Symmetric Sodium-Ion Capacitor Based on Na0.44MnO2 Nanorods for Low-Cost and High-Performance Energy Storage.

Batteries and electrochemical capacitors play very important roles in the portable electronic devices and electric vehicles and have shown promising potential for large-scale energy storage applications. However, batteries or capacitors alone cannot meet the energy and power density requirements because rechargeable batteries have a poor power property, whereas supercapacitors offer limited capacity. Here, a novel symmetric sodium-ion capacitor (NIC) is developed based on low-cost Na0.44MnO2 nanorods.
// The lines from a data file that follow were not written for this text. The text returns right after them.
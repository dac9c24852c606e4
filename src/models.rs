use chrono::{DateTime, Utc};
use serde::{Deserialize, Serialize};
use uuid::Uuid;

/// Coarse authorization tag carried in every token.
#[derive(Debug, Clone, Copy, PartialEq, Eq, Serialize, Deserialize)]
#[serde(rename_all = "UPPERCASE")]
pub enum Role {
    User,
    Admin,
}

impl Role {
    /// Signup only grants `ADMIN` when it is asked for verbatim.
    pub fn from_requested(requested: Option<&str>) -> Self {
        match requested {
            Some("ADMIN") => Role::Admin,
            _ => Role::User,
        }
    }
}

#[derive(Debug, Clone, Copy, PartialEq, Eq, Serialize, Deserialize)]
#[serde(rename_all = "UPPERCASE")]
pub enum BookingStatus {
    Pending,
    Confirmed,
    Cancelled,
}

impl BookingStatus {
    pub fn parse(value: &str) -> Option<Self> {
        match value {
            "PENDING" => Some(BookingStatus::Pending),
            "CONFIRMED" => Some(BookingStatus::Confirmed),
            "CANCELLED" => Some(BookingStatus::Cancelled),
            _ => None,
        }
    }
}

#[derive(Debug, Clone)]
pub struct User {
    pub id: Uuid,
    pub username: String,
    pub email: String,
    pub password_hash: String,
    pub role: Role,
}

pub struct NewUser {
    pub username: String,
    pub email: String,
    pub password_hash: String,
    pub role: Role,
}

#[derive(Debug, Clone, Serialize)]
#[serde(rename_all = "camelCase")]
pub struct TravelLocation {
    pub id: Uuid,
    pub name: String,
    pub country: Option<String>,
    pub description: String,
    pub price: f64,
    pub image_url: String,
    pub created_at: DateTime<Utc>,
    pub admin_id: Uuid,
}

pub struct NewLocation {
    pub name: String,
    pub country: Option<String>,
    pub description: String,
    pub price: f64,
    pub image_url: String,
    pub admin_id: Uuid,
}

#[derive(Debug, Clone, Serialize)]
#[serde(rename_all = "camelCase")]
pub struct Booking {
    pub id: Uuid,
    pub user_id: Uuid,
    pub location_id: Uuid,
    pub check_in: DateTime<Utc>,
    pub check_out: DateTime<Utc>,
    pub guests: u32,
    pub total_price: f64,
    pub status: BookingStatus,
    pub created_at: DateTime<Utc>,
}

pub struct NewBooking {
    pub user_id: Uuid,
    pub location_id: Uuid,
    pub check_in: DateTime<Utc>,
    pub check_out: DateTime<Utc>,
    pub guests: u32,
    pub total_price: f64,
}

/// A booking joined with the user who owns it and the location it references.
#[derive(Debug, Clone)]
pub struct BookingRecord {
    pub booking: Booking,
    pub user: User,
    pub location: TravelLocation,
}

// Request bodies. Every field is optional so that absent values surface as
// validation errors with the usual envelope instead of a deserializer message.

/// Treats a blank string the same as a missing one.
pub fn non_blank(value: Option<String>) -> Option<String> {
    value
        .map(|v| v.trim().to_string())
        .filter(|v| !v.is_empty())
}

#[derive(Debug, Default, Serialize, Deserialize)]
pub struct SignupRequest {
    pub username: Option<String>,
    pub email: Option<String>,
    pub password: Option<String>,
    pub role: Option<String>,
}

#[derive(Debug, Default, Serialize, Deserialize)]
pub struct LoginRequest {
    pub email: Option<String>,
    pub password: Option<String>,
}

#[derive(Debug, Default, Serialize, Deserialize)]
#[serde(rename_all = "camelCase")]
pub struct BookingRequest {
    pub location_id: Option<String>,
    pub check_in: Option<String>,
    pub check_out: Option<String>,
    pub guests: Option<u32>,
    pub total_price: Option<f64>,
}

#[derive(Debug, Default, Serialize, Deserialize)]
#[serde(rename_all = "camelCase")]
pub struct LocationRequest {
    pub name: Option<String>,
    pub country: Option<String>,
    pub description: Option<String>,
    pub price: Option<f64>,
    #[serde(alias = "imageUrl")]
    pub img_url: Option<String>,
}

#[derive(Debug, Default, Serialize, Deserialize)]
pub struct StatusRequest {
    pub status: Option<String>,
}

#[derive(Debug, Default, Serialize, Deserialize)]
pub struct UploadImageRequest {
    pub image: Option<String>,
}

// Response projections.

#[derive(Debug, Serialize)]
#[serde(rename_all = "camelCase")]
pub struct UserSummary {
    pub username: String,
    pub email: String,
}

impl From<&User> for UserSummary {
    fn from(user: &User) -> Self {
        UserSummary {
            username: user.username.clone(),
            email: user.email.clone(),
        }
    }
}

#[derive(Debug, Serialize)]
#[serde(rename_all = "camelCase")]
pub struct LocationSummary {
    pub name: String,
    #[serde(skip_serializing_if = "Option::is_none")]
    pub country: Option<String>,
    #[serde(skip_serializing_if = "Option::is_none")]
    pub image_url: Option<String>,
    #[serde(skip_serializing_if = "Option::is_none")]
    pub price: Option<f64>,
}

impl LocationSummary {
    pub fn name_only(location: &TravelLocation) -> Self {
        LocationSummary {
            name: location.name.clone(),
            country: None,
            image_url: None,
            price: None,
        }
    }

    pub fn card(location: &TravelLocation) -> Self {
        LocationSummary {
            country: location.country.clone(),
            image_url: Some(location.image_url.clone()),
            ..Self::name_only(location)
        }
    }

    pub fn priced(location: &TravelLocation) -> Self {
        LocationSummary {
            price: Some(location.price),
            ..Self::card(location)
        }
    }
}

#[derive(Debug, Serialize)]
pub struct BookingView {
    #[serde(flatten)]
    pub booking: Booking,
    pub location: LocationSummary,
    #[serde(skip_serializing_if = "Option::is_none")]
    pub user: Option<UserSummary>,
}

/// Location as shown to travellers; the owning admin stays private.
#[derive(Debug, Serialize)]
#[serde(rename_all = "camelCase")]
pub struct Destination {
    pub id: Uuid,
    pub name: String,
    pub country: Option<String>,
    pub description: String,
    pub price: f64,
    pub image_url: String,
    pub created_at: DateTime<Utc>,
}

impl From<TravelLocation> for Destination {
    fn from(location: TravelLocation) -> Self {
        Destination {
            id: location.id,
            name: location.name,
            country: location.country,
            description: location.description,
            price: location.price,
            image_url: location.image_url,
            created_at: location.created_at,
        }
    }
}
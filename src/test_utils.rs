//! Shared fixtures for handler tests.

use std::sync::Arc;

use actix_web::{test as actix_test, web, App};
use chrono::Duration;
use serde_json::Value;
use uuid::Uuid;

use crate::auth::TokenCodec;
use crate::db::MemoryStore;
use crate::images::InlineImageStore;
use crate::models::{NewLocation, NewUser, Role};
use crate::routes;
use crate::state::AppState;

pub const TEST_SECRET: &[u8] = b"test-secret";
/// Lowest cost bcrypt accepts; keeps hashing fast under test.
pub const TEST_HASH_COST: u32 = 4;

pub fn test_state() -> web::Data<AppState> {
    web::Data::new(AppState {
        store: Arc::new(MemoryStore::new()),
        tokens: TokenCodec::new(TEST_SECRET, Duration::hours(1)),
        images: Arc::new(InlineImageStore::new("travel-uploads".into())),
        hash_cost: TEST_HASH_COST,
    })
}

pub fn test_app(
    state: web::Data<AppState>,
) -> App<
    impl actix_web::dev::ServiceFactory<
        actix_web::dev::ServiceRequest,
        Config = (),
        Response = actix_web::dev::ServiceResponse,
        Error = actix_web::Error,
        InitError = (),
    >,
> {
    App::new().app_data(state).configure(routes::configure)
}

pub fn bearer(state: &AppState, id: Uuid, role: Role) -> (&'static str, String) {
    let token = state.tokens.issue(id, role).expect("sign test token");
    ("Authorization", format!("Bearer {token}"))
}

pub async fn body_json(response: actix_web::dev::ServiceResponse) -> Value {
    actix_test::read_body_json(response).await
}

pub async fn seed_user(state: &AppState, email: &str, role: Role) -> Uuid {
    state
        .store
        .create_user(NewUser {
            username: email.split('@').next().unwrap_or(email).to_string(),
            email: email.to_string(),
            password_hash: String::new(),
            role,
        })
        .await
        .expect("seed user")
        .id
}

pub async fn seed_location(state: &AppState, name: &str) -> Uuid {
    state
        .store
        .create_location(NewLocation {
            name: name.to_string(),
            country: Some("India".into()),
            description: String::new(),
            price: 100.0,
            image_url: String::new(),
            admin_id: Uuid::new_v4(),
        })
        .await
        .expect("seed location")
        .id
}
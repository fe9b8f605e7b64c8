use std::path::Path;

use serde::{Deserialize, Serialize};

/// A loaded source: where it came from and its full text.
///
/// Immutable once built. Files read from disk carry their resolved absolute
/// path, which the loader guarantees is valid UTF-8; in-memory sources may
/// use any label (e.g. `repl://1`).
#[derive(Debug, Clone, PartialEq, Eq, Hash, Serialize, Deserialize)]
pub struct SourceFile {
    file_path: String,
    file_contents: String,
}

impl SourceFile {
    pub fn new(file_path: impl Into<String>, file_contents: impl Into<String>) -> Self {
        Self {
            file_path: file_path.into(),
            file_contents: file_contents.into(),
        }
    }

    pub fn file_path(&self) -> &str {
        &self.file_path
    }

    /// The path as a filesystem path.
    pub fn path(&self) -> &Path {
        Path::new(&self.file_path)
    }

    pub fn file_contents(&self) -> &str {
        &self.file_contents
    }

    pub fn is_empty(&self) -> bool {
        self.file_contents.is_empty()
    }

    /// Split into `(file_path, file_contents)`.
    pub fn into_parts(self) -> (String, String) {
        (self.file_path, self.file_contents)
    }
}
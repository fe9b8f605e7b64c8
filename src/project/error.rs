//! Error types for source loading.

use std::io;
use std::path::{Path, PathBuf};

use thiserror::Error;

/// Reasons a source file could not be loaded.
///
/// The `Display` form is the reason string reported to callers of
/// [`read_source_file`](super::read_source_file).
#[derive(Debug, Error)]
pub enum LoadError {
    /// The resolved path cannot be represented as UTF-8 text.
    #[error("The path \"{}\" is not valid UTF-8", .path.display())]
    InvalidPath { path: PathBuf },

    /// Nothing exists at the resolved path.
    #[error("File \"{}\" does not exists", .path.display())]
    NotFound { path: PathBuf },

    /// The entry exists but is a directory or another non-regular node.
    #[error("The path \"{}\" does not point to a file", .path.display())]
    NotAFile { path: PathBuf },

    /// The permission bits or access(2) deny reading.
    #[error("File \"{}\" is not readable by the current user", .path.display())]
    NotReadable { path: PathBuf },

    /// The final read failed after all checks passed.
    #[error("File \"{}\" could not be read: {}", .path.display(), .source)]
    Read {
        path: PathBuf,
        #[source]
        source: io::Error,
    },

    /// The working directory needed to resolve a relative path is unavailable.
    #[error("Could not resolve \"{}\" against the working directory: {}", .path.display(), .source)]
    WorkingDirectory {
        path: PathBuf,
        #[source]
        source: io::Error,
    },
}

impl LoadError {
    pub fn invalid_path(path: impl Into<PathBuf>) -> Self {
        Self::InvalidPath { path: path.into() }
    }

    pub fn not_found(path: impl Into<PathBuf>) -> Self {
        Self::NotFound { path: path.into() }
    }

    pub fn not_a_file(path: impl Into<PathBuf>) -> Self {
        Self::NotAFile { path: path.into() }
    }

    pub fn not_readable(path: impl Into<PathBuf>) -> Self {
        Self::NotReadable { path: path.into() }
    }

    pub fn read(path: impl Into<PathBuf>, source: io::Error) -> Self {
        Self::Read {
            path: path.into(),
            source,
        }
    }

    pub fn working_directory(path: impl Into<PathBuf>, source: io::Error) -> Self {
        Self::WorkingDirectory {
            path: path.into(),
            source,
        }
    }

    /// The path the error refers to.
    pub fn path(&self) -> &Path {
        match self {
            Self::InvalidPath { path }
            | Self::NotFound { path }
            | Self::NotAFile { path }
            | Self::NotReadable { path }
            | Self::Read { path, .. }
            | Self::WorkingDirectory { path, .. } => path,
        }
    }

    /// Short label for logging.
    pub fn kind(&self) -> &'static str {
        match self {
            Self::InvalidPath { .. } => "invalid-path",
            Self::NotFound { .. } => "not-found",
            Self::NotAFile { .. } => "not-a-file",
            Self::NotReadable { .. } => "not-readable",
            Self::Read { .. } => "read",
            Self::WorkingDirectory { .. } => "working-directory",
        }
    }
}
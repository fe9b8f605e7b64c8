//! Foundation types for the scanner front end.
//!
//! This module provides the primitives every later stage builds on:
//! - [`Outcome`] - Success/failure result algebra with tag guards
//! - [`TextLocation`] - Line/column coordinate threaded through scanning
//! - Domain constants (tag and field names, initial coordinates)
//!
//! This module has NO dependencies on other scanlet modules.

pub mod constants;
mod location;
mod outcome;

pub use location::TextLocation;
pub use outcome::{Outcome, OutcomeError, is_failure, is_ok, is_result};
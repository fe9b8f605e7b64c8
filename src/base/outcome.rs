//! Success/failure result algebra.
//!
//! [`Outcome`] is the value every fallible front-end operation returns
//! instead of panicking. Callers branch on the variant. When an outcome
//! crosses an untyped boundary it travels as a tagged object:
//!
//! ```text
//! {"tag": "ok",      "value":  <S>}
//! {"tag": "failure", "reason": <E>}
//! ```
//!
//! [`is_ok`], [`is_failure`] and [`is_result`] validate that shape on a
//! [`serde_json::Value`]; [`Outcome::from_value`] narrows it to a typed
//! outcome.

use serde::de::DeserializeOwned;
use serde::ser::SerializeStruct;
use serde::{Deserialize, Deserializer, Serialize, Serializer};
use serde_json::Value;
use thiserror::Error;

use super::constants::{FAILURE_TAG, OK_TAG, REASON_FIELD, TAG_FIELD, VALUE_FIELD};

/// The outcome of an operation: a success value or a failure reason.
#[derive(Debug, Clone, Copy, PartialEq, Eq, Hash)]
#[must_use]
pub enum Outcome<S, E> {
    /// The operation succeeded with a value.
    Ok(S),
    /// The operation failed with a reason.
    Failure(E),
}

impl<S, E> Outcome<S, E> {
    /// Wrap a success value.
    pub const fn ok(value: S) -> Self {
        Self::Ok(value)
    }

    /// Wrap a failure reason.
    pub const fn failure(reason: E) -> Self {
        Self::Failure(reason)
    }

    /// The discriminant as it appears on the wire.
    pub const fn tag(&self) -> &'static str {
        match self {
            Self::Ok(_) => OK_TAG,
            Self::Failure(_) => FAILURE_TAG,
        }
    }

    pub const fn is_ok(&self) -> bool {
        matches!(self, Self::Ok(_))
    }

    pub const fn is_failure(&self) -> bool {
        matches!(self, Self::Failure(_))
    }

    pub const fn value(&self) -> Option<&S> {
        match self {
            Self::Ok(value) => Some(value),
            Self::Failure(_) => None,
        }
    }

    pub const fn reason(&self) -> Option<&E> {
        match self {
            Self::Ok(_) => None,
            Self::Failure(reason) => Some(reason),
        }
    }

    pub fn into_value(self) -> Option<S> {
        match self {
            Self::Ok(value) => Some(value),
            Self::Failure(_) => None,
        }
    }

    pub fn into_reason(self) -> Option<E> {
        match self {
            Self::Ok(_) => None,
            Self::Failure(reason) => Some(reason),
        }
    }

    /// Transform the success value, leaving a failure untouched.
    pub fn map<T>(self, f: impl FnOnce(S) -> T) -> Outcome<T, E> {
        match self {
            Self::Ok(value) => Outcome::Ok(f(value)),
            Self::Failure(reason) => Outcome::Failure(reason),
        }
    }

    /// Transform the failure reason, leaving a success untouched.
    pub fn map_failure<F>(self, f: impl FnOnce(E) -> F) -> Outcome<S, F> {
        match self {
            Self::Ok(value) => Outcome::Ok(value),
            Self::Failure(reason) => Outcome::Failure(f(reason)),
        }
    }

    /// Chain another fallible step after a success.
    pub fn and_then<T>(self, f: impl FnOnce(S) -> Outcome<T, E>) -> Outcome<T, E> {
        match self {
            Self::Ok(value) => f(value),
            Self::Failure(reason) => Outcome::Failure(reason),
        }
    }

    /// Convert into a standard `Result` so `?` can be used.
    pub fn into_result(self) -> Result<S, E> {
        self.into()
    }
}

impl<S, E> From<Result<S, E>> for Outcome<S, E> {
    fn from(result: Result<S, E>) -> Self {
        match result {
            Ok(value) => Self::Ok(value),
            Err(reason) => Self::Failure(reason),
        }
    }
}

impl<S, E> From<Outcome<S, E>> for Result<S, E> {
    fn from(outcome: Outcome<S, E>) -> Self {
        match outcome {
            Outcome::Ok(value) => Ok(value),
            Outcome::Failure(reason) => Err(reason),
        }
    }
}

impl<S: Serialize, E: Serialize> Serialize for Outcome<S, E> {
    fn serialize<Z: Serializer>(&self, serializer: Z) -> Result<Z::Ok, Z::Error> {
        let mut state = serializer.serialize_struct("Outcome", 2)?;
        state.serialize_field(TAG_FIELD, self.tag())?;
        match self {
            Self::Ok(value) => state.serialize_field(VALUE_FIELD, value)?,
            Self::Failure(reason) => state.serialize_field(REASON_FIELD, reason)?,
        }
        state.end()
    }
}

/// Wire form used to deserialize an [`Outcome`].
#[derive(Deserialize)]
#[serde(tag = "tag", rename_all = "lowercase")]
enum TaggedOutcome<S, E> {
    Ok { value: S },
    Failure { reason: E },
}

impl<'de, S, E> Deserialize<'de> for Outcome<S, E>
where
    S: Deserialize<'de>,
    E: Deserialize<'de>,
{
    fn deserialize<D: Deserializer<'de>>(deserializer: D) -> Result<Self, D::Error> {
        Ok(match TaggedOutcome::<S, E>::deserialize(deserializer)? {
            TaggedOutcome::Ok { value } => Self::Ok(value),
            TaggedOutcome::Failure { reason } => Self::Failure(reason),
        })
    }
}

/// Errors from narrowing an untyped value to an [`Outcome`].
#[derive(Debug, Error)]
pub enum OutcomeError {
    /// The value is not an object tagged `ok` or `failure`.
    #[error("Value is not an outcome: {0}")]
    NotAnOutcome(String),

    /// The tag is valid but the payload has the wrong shape.
    #[error("Invalid outcome payload: {0}")]
    Payload(#[from] serde_json::Error),
}

impl OutcomeError {
    pub fn not_an_outcome(candidate: &Value) -> Self {
        Self::NotAnOutcome(candidate.to_string())
    }
}

impl<S: DeserializeOwned, E: DeserializeOwned> Outcome<S, E> {
    /// Narrow an untyped value to a typed outcome.
    ///
    /// The shape is checked with [`is_result`] before the payload is decoded.
    pub fn from_value(candidate: Value) -> Result<Self, OutcomeError> {
        if !is_result(&candidate) {
            return Err(OutcomeError::not_an_outcome(&candidate));
        }
        Ok(serde_json::from_value(candidate)?)
    }
}

fn has_tag(candidate: &Value, tag: &str) -> bool {
    // `as_object` rejects null, primitives and arrays
    candidate
        .as_object()
        .and_then(|fields| fields.get(TAG_FIELD))
        .and_then(Value::as_str)
        == Some(tag)
}

/// Check whether an untyped value has the shape of a successful outcome.
pub fn is_ok(candidate: &Value) -> bool {
    has_tag(candidate, OK_TAG)
}

/// Check whether an untyped value has the shape of a failed outcome.
pub fn is_failure(candidate: &Value) -> bool {
    has_tag(candidate, FAILURE_TAG)
}

/// Check whether an untyped value has the shape of any outcome.
pub fn is_result(candidate: &Value) -> bool {
    is_ok(candidate) || is_failure(candidate)
}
The Na0.44MnO2 with unique nanoarchitectures and iso-oriented feature offers shortened diffusion path lengths for both electronic and Na+ transport and reduces the stress associated with Na+ insertion and extraction. Benefiting from these merits, the symmetric device achieves a high power density of 2432.7 W kg-1, an improved energy density of 27.9 Wh kg-1, and a capacitance retention of 85.2% over 5000 cycles. Particularly, the symmetric NIC based on Na0.44MnO2 permits repeatedly reverse-polarity characteristics, thus simplifying energy management system and greatly enhancing the safety under abuse condition. This cost-effective, high-safety, and high-performance symmetric NIC can balance the energy and power density between batteries and capacitors and serve as an electric power source for future low-maintenance large-scale energy storage systems.